The Beveridge Curve is downward sloping for a clear reason. When unemployment is high, vacancies tend to be low. In a recession, firms reduce production and cut back on hiring. Many workers lose their jobs, leading to high unemployment. At the same time, firms post fewer job vacancies because they are uncertain about the future. This results in a point on the Beveridge Curve with high unemployment and low vacancies – the bottom right of the curve. When the economy booms, the situation is reversed. Firms expand production and actively seek workers, leading to a high number of vacancies. At the same time, more workers find jobs, so unemployment falls. This results in a point on the Beveridge Curve with low unemployment and high vacancies – the top left of the curve.

A concrete example from history helps make this concrete. After the global financial crisis of 2008, many economies experienced a sharp increase in unemployment along with a decline in job vacancies. In the United States, the unemployment rate rose from 4.4 per cent in early 2007 to 10 per cent in late 2009, while the vacancy rate fell sharply. This placed the US economy at a point on the Beveridge Curve characterised by high unemployment and low vacancies. During the recovery phase from 2010 to 2019, job vacancies increased while unemployment gradually declined, moving the economy along the curve in the opposite direction – up and to the left, towards low unemployment and high vacancies.

Key Takeaway – Beveridge Curve (Movements): The Beveridge Curve slopes downward from top left (low unemployment, high vacancies) to bottom right (high unemployment, low vacancies).
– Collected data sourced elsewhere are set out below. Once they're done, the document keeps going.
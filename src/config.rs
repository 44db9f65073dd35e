//! System configuration parameters.
//!
//! All tunable parameters for the thermobath controller. Per-channel
//! process parameters (setpoint, ramp, floor, hold) start from the
//! defaults here and are adjusted at runtime through the web interface;
//! the timing intervals are fixed for the life of the process.

use serde::{Deserialize, Serialize};

/// Number of independently controlled channels (one probe + one heater each).
pub const CHANNEL_COUNT: usize = 7;

/// User-friendly channel names for the web interface.
pub const CHANNEL_LABELS: [&str; CHANNEL_COUNT] = [
    "Syringe", "Sample 1", "Sample 2", "Sample 3", "Sample 4", "Sample 5", "Sample 6",
];

/// Fixed 64-bit DS18B20 ROM codes, one per channel. The bus is shared;
/// each probe is addressed individually by its ROM code.
pub const SENSOR_ROM_CODES: [[u8; 8]; CHANNEL_COUNT] = [
    [0x28, 0x3F, 0x4C, 0xDA, 0x05, 0x00, 0x00, 0x30],
    [0x28, 0x70, 0x40, 0x43, 0xD4, 0xAF, 0x15, 0xD4],
    [0x28, 0xAC, 0xDC, 0x46, 0xD4, 0xB9, 0x2B, 0x9D],
    [0x28, 0x0E, 0x2A, 0x45, 0xD4, 0x8D, 0x3A, 0xC8],
    [0x28, 0xC5, 0x53, 0x46, 0xD4, 0xB0, 0x37, 0xE0],
    [0x28, 0xDF, 0x12, 0x45, 0xD4, 0xC1, 0x1A, 0x74],
    [0x28, 0xCD, 0x11, 0x46, 0xD4, 0xBF, 0x64, 0x0A],
];

/// Core system configuration.
#[derive(Debug, Clone, Serialize, Deserialize)]
pub struct SystemConfig {
    // --- Per-channel process defaults ---
    /// Initial hold setpoint (°C) for every channel.
    pub default_setpoint_c: f32,
    /// Initial cooling ramp rate (°C per minute).
    pub default_ramp_c_per_min: f32,
    /// Initial ramp floor (°C) — the setpoint never drops below this.
    pub default_floor_c: f32,
    /// Initial hold duration (minutes) after the setpoint is first reached.
    pub default_hold_mins: u32,

    // --- Timing ---
    /// Probe batch-read interval (milliseconds).
    pub sensor_refresh_interval_ms: u64,
    /// Control evaluation interval (milliseconds).
    pub control_interval_ms: u64,
}

impl Default for SystemConfig {
    fn default() -> Self {
        Self {
            default_setpoint_c: 60.0,
            default_ramp_c_per_min: 1.0,
            default_floor_c: 37.0,
            default_hold_mins: 60,

            sensor_refresh_interval_ms: 2000, // 0.5 Hz — DS18B20 conversion is slow
            control_interval_ms: 500,         // 2 Hz
        }
    }
}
Movements along the curve reflect the business cycle: recessions move to the bottom right; booms move to the top left.

The Microfoundation – How the Beveridge Curve Emerges from the Matching Function

The Beveridge Curve is not just an empirical observation. It can be derived directly from the matching function, which gives it a solid theoretical foundation. Understanding this derivation is important because it shows why the curve is stable in normal times and why it shifts when matching efficiency changes.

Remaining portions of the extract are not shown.